- _BRIEF_
Across the material below, say how many lines contain the string "EnvFilter", and add no other words.

- _DATA SUPPLIED_
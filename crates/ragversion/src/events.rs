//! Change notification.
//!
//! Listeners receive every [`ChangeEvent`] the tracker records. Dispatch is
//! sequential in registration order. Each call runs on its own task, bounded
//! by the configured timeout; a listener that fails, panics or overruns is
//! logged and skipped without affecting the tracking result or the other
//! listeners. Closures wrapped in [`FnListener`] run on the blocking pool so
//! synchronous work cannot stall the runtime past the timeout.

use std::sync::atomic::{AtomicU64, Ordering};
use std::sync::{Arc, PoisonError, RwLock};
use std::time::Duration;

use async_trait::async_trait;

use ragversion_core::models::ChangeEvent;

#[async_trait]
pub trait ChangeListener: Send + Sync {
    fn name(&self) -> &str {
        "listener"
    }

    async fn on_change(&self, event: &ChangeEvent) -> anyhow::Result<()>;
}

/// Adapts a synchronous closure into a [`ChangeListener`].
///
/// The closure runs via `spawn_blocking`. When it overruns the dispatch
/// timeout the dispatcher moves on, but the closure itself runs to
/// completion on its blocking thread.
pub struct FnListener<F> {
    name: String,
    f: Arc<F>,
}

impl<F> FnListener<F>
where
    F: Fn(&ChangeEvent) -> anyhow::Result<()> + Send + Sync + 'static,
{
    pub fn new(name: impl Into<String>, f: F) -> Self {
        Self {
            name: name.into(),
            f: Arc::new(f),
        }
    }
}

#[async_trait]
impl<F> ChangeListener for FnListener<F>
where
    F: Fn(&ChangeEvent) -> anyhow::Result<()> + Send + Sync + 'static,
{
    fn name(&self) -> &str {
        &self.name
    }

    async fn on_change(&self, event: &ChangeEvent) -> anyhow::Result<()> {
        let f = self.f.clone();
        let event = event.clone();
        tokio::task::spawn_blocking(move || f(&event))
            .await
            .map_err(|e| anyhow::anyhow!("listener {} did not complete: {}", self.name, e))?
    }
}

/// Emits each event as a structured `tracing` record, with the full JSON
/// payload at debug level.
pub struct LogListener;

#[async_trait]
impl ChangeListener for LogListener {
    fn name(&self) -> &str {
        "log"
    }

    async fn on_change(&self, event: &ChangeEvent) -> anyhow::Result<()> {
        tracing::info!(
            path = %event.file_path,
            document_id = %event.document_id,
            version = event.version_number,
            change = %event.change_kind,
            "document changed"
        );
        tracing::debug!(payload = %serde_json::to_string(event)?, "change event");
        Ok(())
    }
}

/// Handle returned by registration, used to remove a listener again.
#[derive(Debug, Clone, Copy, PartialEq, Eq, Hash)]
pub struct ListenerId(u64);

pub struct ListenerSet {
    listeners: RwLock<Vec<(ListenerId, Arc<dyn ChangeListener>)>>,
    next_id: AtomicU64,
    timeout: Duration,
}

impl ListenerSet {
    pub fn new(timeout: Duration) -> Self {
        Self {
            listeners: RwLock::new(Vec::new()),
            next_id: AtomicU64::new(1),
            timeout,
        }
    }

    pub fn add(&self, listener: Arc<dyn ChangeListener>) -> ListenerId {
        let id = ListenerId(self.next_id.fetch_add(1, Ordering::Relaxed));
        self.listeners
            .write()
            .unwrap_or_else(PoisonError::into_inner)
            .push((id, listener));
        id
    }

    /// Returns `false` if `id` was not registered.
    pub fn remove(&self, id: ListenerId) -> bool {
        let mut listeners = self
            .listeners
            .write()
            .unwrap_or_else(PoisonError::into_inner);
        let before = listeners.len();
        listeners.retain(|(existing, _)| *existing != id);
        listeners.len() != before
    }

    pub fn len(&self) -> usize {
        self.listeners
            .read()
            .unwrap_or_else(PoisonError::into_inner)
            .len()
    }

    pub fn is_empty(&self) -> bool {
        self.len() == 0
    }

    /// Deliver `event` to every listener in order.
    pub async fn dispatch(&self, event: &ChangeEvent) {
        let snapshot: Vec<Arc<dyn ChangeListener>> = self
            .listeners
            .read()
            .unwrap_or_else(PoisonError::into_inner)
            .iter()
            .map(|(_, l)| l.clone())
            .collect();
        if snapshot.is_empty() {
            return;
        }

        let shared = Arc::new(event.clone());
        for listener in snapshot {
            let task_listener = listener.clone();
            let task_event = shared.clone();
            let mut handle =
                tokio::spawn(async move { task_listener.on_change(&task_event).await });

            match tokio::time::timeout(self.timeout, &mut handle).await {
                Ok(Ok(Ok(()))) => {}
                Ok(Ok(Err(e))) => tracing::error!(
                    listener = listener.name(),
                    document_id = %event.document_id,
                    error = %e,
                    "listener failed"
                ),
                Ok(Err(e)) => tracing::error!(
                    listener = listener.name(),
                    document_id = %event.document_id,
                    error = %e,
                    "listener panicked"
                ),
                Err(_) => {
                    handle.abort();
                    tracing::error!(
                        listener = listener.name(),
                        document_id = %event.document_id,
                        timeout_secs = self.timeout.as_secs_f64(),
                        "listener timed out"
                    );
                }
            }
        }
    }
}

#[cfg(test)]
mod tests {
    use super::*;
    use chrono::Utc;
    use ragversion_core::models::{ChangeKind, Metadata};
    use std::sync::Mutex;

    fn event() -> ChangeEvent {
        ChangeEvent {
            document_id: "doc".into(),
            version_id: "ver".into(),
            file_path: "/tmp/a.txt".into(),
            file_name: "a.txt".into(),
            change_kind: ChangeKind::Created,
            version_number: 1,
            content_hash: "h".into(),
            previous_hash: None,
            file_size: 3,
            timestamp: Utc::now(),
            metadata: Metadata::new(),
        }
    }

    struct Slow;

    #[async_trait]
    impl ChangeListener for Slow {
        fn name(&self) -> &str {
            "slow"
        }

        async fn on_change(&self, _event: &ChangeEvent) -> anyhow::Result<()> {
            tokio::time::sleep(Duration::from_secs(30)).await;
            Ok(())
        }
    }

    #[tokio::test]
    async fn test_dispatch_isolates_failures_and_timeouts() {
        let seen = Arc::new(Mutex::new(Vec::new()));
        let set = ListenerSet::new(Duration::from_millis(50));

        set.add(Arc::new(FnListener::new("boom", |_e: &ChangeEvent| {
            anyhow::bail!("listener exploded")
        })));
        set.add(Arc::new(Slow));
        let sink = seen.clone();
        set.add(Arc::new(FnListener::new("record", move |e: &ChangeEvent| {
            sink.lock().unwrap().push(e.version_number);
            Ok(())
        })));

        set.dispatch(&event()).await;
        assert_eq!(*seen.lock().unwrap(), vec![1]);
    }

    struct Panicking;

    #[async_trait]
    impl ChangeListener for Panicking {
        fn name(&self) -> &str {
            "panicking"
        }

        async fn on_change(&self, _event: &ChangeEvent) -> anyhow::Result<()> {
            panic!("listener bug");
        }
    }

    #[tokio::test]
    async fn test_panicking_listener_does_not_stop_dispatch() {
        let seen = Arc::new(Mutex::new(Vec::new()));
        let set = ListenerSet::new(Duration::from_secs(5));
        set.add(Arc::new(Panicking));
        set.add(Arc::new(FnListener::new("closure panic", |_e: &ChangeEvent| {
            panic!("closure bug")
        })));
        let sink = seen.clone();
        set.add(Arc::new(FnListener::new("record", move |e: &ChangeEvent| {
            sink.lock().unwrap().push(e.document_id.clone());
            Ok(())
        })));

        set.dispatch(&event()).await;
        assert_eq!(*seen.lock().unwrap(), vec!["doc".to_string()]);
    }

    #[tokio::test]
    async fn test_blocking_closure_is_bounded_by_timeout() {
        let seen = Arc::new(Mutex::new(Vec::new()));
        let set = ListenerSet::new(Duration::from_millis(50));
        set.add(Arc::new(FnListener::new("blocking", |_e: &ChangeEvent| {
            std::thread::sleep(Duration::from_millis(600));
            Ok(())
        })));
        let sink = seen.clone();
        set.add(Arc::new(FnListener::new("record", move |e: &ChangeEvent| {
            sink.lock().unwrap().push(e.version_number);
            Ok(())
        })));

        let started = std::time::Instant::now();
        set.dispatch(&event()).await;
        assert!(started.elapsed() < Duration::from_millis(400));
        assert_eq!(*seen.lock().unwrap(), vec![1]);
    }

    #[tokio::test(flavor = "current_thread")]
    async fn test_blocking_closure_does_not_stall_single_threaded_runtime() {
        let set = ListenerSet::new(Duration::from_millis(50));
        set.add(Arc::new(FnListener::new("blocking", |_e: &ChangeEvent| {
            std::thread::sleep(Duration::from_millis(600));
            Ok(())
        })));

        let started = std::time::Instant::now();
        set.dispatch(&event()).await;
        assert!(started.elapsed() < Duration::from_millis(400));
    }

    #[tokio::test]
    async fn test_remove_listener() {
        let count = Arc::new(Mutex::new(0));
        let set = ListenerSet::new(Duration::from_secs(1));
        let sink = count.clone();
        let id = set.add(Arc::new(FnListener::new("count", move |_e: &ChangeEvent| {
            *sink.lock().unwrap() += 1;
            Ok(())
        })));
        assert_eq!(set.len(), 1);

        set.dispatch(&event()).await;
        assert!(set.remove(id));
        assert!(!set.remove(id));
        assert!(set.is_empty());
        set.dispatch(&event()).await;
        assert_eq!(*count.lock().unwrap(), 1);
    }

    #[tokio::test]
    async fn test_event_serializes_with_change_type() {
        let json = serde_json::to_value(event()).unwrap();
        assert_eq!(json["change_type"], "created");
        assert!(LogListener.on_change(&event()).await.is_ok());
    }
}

---

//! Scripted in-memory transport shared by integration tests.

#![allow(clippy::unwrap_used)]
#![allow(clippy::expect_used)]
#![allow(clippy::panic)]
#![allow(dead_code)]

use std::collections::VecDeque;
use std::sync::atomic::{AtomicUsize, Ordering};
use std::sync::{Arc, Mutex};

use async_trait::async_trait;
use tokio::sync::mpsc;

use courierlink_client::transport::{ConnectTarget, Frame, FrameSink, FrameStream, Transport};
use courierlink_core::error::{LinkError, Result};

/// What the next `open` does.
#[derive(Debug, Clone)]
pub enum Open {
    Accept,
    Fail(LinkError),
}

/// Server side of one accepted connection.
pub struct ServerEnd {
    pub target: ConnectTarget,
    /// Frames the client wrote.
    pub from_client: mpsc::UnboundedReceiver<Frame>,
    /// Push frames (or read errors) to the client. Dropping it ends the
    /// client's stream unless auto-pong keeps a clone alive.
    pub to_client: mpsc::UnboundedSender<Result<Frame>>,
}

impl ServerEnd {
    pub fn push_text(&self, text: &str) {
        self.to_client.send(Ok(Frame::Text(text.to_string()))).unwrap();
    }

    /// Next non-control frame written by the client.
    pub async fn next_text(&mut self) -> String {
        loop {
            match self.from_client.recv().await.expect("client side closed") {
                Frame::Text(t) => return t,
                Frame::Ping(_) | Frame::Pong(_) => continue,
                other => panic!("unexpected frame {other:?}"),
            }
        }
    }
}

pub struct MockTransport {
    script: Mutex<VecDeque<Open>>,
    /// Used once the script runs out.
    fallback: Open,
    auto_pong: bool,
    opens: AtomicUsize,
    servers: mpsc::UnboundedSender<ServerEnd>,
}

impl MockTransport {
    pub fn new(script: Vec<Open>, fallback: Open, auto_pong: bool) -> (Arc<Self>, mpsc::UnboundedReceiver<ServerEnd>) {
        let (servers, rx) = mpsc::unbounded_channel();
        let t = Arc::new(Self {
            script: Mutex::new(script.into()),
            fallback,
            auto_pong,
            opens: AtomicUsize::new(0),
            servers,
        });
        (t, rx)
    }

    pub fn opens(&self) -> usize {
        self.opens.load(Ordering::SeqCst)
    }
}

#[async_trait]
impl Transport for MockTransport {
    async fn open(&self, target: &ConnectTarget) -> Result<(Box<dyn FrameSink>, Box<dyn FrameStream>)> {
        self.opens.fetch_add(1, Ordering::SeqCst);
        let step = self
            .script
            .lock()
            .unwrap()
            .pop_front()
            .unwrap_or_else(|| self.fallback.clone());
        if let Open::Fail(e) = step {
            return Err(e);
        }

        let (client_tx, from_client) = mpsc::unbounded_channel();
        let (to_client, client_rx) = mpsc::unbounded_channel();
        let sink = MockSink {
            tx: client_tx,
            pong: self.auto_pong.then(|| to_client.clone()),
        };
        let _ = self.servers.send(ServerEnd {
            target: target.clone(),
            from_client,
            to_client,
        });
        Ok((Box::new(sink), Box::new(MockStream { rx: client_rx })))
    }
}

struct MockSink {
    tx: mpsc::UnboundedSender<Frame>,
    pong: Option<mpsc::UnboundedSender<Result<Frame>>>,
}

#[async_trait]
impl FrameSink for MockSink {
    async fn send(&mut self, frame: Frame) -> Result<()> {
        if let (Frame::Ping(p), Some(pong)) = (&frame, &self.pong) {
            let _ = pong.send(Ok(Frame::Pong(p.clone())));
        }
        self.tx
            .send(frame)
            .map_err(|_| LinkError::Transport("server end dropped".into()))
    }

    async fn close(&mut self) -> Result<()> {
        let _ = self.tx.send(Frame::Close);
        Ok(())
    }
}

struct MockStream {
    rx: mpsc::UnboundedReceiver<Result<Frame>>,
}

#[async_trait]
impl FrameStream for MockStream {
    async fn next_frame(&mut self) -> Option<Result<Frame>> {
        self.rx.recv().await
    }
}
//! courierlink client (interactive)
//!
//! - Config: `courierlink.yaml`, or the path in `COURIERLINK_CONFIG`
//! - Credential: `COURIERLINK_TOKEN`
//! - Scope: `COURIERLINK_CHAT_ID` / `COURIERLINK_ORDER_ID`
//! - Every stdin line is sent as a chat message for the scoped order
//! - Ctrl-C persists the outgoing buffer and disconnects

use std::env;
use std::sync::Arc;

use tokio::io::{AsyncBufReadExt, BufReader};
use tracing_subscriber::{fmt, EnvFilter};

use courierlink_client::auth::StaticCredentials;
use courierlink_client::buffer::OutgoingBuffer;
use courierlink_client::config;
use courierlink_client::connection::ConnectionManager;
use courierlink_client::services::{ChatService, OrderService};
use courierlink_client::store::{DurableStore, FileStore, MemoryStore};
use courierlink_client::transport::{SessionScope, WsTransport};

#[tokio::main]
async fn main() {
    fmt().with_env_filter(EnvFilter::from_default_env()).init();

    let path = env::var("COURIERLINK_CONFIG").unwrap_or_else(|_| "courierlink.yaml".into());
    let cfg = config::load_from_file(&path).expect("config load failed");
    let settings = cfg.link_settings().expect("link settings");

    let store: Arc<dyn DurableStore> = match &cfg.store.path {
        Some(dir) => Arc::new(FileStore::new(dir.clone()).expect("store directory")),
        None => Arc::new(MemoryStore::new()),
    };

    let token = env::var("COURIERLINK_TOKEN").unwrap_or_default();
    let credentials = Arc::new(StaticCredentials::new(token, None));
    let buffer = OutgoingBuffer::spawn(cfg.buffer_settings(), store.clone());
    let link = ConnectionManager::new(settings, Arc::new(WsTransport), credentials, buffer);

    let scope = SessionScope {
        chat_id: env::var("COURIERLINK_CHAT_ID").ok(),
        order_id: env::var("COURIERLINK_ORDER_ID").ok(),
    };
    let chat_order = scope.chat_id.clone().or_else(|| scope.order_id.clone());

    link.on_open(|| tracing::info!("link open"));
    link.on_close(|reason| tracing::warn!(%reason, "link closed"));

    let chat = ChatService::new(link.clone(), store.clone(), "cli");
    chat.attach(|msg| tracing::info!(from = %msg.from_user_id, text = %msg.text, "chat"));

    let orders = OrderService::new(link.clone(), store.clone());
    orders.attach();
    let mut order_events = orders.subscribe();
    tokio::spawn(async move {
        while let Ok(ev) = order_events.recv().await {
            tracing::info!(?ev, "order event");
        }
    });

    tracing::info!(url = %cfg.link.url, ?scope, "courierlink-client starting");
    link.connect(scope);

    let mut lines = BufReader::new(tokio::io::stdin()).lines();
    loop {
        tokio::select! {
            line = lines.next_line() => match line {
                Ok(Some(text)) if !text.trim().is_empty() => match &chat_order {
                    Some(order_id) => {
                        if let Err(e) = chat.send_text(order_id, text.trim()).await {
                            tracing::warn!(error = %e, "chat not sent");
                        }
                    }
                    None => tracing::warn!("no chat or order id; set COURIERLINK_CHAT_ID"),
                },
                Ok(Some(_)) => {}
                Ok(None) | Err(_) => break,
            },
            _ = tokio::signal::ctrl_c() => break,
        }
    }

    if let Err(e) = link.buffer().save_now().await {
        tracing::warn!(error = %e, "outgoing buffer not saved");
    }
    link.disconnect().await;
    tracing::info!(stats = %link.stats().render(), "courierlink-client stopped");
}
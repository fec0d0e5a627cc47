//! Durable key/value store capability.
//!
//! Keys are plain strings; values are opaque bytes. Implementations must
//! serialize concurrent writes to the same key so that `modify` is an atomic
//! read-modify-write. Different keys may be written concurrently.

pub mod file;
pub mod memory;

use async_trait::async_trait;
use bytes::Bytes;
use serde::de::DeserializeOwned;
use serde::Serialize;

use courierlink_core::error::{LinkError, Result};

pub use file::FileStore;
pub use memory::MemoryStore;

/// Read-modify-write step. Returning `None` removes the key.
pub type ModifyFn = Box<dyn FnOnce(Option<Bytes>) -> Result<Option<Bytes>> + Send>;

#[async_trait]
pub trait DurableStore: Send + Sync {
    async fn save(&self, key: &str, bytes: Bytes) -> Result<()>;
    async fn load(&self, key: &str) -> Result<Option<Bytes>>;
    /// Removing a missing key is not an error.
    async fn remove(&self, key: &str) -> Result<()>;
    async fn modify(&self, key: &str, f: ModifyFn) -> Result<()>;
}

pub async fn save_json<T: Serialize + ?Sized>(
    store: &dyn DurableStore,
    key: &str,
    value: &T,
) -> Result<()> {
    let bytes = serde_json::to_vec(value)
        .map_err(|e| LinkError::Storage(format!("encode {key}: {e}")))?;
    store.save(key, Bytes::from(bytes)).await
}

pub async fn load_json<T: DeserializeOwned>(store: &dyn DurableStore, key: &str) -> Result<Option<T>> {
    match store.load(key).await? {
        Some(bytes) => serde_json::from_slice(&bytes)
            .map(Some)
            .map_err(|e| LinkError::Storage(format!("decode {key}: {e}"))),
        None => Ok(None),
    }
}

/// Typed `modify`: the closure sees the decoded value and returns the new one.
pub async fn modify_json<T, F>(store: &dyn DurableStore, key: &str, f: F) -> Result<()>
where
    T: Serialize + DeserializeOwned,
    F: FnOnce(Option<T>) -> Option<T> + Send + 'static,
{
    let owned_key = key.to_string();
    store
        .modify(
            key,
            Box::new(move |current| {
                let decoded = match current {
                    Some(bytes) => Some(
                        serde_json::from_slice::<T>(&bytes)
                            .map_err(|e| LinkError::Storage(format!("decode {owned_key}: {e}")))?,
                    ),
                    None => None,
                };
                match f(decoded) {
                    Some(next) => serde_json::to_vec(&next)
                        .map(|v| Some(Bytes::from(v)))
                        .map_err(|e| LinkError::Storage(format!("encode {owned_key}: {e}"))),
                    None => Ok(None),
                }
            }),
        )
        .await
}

* * *

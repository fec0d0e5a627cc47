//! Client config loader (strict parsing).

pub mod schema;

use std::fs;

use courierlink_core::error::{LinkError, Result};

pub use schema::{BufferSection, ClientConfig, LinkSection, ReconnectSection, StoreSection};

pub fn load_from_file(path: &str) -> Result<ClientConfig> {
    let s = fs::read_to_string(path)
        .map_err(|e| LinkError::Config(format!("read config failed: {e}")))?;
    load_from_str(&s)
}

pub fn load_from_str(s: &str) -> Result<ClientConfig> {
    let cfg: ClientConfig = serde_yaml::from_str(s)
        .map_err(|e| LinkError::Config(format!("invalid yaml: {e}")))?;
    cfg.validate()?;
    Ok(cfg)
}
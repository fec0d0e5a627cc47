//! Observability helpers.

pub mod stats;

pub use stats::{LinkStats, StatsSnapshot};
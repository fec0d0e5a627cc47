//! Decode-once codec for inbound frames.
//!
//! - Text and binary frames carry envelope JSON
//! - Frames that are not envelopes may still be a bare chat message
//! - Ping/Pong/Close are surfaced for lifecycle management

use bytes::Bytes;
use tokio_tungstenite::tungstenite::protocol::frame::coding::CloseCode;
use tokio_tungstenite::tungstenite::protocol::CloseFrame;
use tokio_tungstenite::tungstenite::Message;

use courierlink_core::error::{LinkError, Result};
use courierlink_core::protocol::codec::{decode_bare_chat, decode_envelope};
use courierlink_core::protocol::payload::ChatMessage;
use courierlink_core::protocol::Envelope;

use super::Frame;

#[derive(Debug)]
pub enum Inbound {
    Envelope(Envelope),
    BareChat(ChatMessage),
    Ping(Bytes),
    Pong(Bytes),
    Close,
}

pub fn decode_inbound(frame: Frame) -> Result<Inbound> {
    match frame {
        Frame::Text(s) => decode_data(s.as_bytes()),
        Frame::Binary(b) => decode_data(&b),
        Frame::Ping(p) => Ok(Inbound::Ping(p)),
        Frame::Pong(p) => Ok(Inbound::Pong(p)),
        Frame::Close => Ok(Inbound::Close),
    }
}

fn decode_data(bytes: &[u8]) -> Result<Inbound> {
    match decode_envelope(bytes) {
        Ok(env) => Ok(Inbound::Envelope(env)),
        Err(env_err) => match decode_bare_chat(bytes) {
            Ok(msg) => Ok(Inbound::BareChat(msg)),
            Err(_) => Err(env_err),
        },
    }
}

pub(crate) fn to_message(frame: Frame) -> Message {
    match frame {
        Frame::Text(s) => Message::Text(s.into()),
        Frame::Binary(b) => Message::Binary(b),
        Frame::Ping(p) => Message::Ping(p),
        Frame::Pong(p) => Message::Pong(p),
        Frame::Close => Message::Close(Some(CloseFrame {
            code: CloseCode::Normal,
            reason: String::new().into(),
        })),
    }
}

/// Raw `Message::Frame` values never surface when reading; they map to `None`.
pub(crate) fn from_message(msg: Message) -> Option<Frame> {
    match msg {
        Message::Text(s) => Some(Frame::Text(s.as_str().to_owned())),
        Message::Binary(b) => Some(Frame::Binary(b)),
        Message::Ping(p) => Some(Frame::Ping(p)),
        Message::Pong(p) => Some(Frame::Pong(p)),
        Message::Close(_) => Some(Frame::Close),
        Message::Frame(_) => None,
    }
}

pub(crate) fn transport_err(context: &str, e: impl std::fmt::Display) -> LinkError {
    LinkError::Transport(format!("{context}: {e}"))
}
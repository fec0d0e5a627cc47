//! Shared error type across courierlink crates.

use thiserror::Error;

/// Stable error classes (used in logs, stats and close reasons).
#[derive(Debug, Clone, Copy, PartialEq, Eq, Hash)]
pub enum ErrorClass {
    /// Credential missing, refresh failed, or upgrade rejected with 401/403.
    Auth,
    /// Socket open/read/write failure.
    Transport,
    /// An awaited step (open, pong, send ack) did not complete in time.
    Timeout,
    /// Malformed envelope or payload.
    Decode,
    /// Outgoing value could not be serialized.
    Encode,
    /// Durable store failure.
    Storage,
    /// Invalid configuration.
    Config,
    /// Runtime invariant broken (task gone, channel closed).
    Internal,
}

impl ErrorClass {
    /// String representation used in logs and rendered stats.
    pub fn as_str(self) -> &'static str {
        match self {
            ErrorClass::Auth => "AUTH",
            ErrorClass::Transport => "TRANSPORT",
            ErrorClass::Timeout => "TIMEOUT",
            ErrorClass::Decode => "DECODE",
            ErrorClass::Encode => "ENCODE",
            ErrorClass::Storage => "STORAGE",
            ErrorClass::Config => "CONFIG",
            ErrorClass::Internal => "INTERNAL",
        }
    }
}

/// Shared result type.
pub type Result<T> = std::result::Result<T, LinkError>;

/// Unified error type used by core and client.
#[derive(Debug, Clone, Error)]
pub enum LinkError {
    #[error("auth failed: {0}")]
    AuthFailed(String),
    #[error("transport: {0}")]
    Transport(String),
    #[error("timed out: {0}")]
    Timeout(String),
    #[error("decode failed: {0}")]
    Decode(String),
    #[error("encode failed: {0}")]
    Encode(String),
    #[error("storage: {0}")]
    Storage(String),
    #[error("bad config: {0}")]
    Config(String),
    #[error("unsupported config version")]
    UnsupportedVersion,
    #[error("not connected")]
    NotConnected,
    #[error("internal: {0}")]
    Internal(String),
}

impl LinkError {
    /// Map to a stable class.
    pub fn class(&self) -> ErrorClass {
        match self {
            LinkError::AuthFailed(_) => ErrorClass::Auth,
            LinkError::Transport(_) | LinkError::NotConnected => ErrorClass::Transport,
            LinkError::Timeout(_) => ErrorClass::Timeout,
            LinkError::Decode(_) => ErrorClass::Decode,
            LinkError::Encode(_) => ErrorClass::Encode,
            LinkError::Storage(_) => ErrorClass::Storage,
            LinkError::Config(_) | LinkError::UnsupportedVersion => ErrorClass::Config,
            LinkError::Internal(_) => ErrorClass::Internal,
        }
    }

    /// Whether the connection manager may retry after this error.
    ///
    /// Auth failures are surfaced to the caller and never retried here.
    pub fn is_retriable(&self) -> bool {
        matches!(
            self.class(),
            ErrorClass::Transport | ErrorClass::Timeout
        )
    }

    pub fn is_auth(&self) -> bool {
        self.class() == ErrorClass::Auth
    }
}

- _SOLUTION TO THE EXERCISE_
2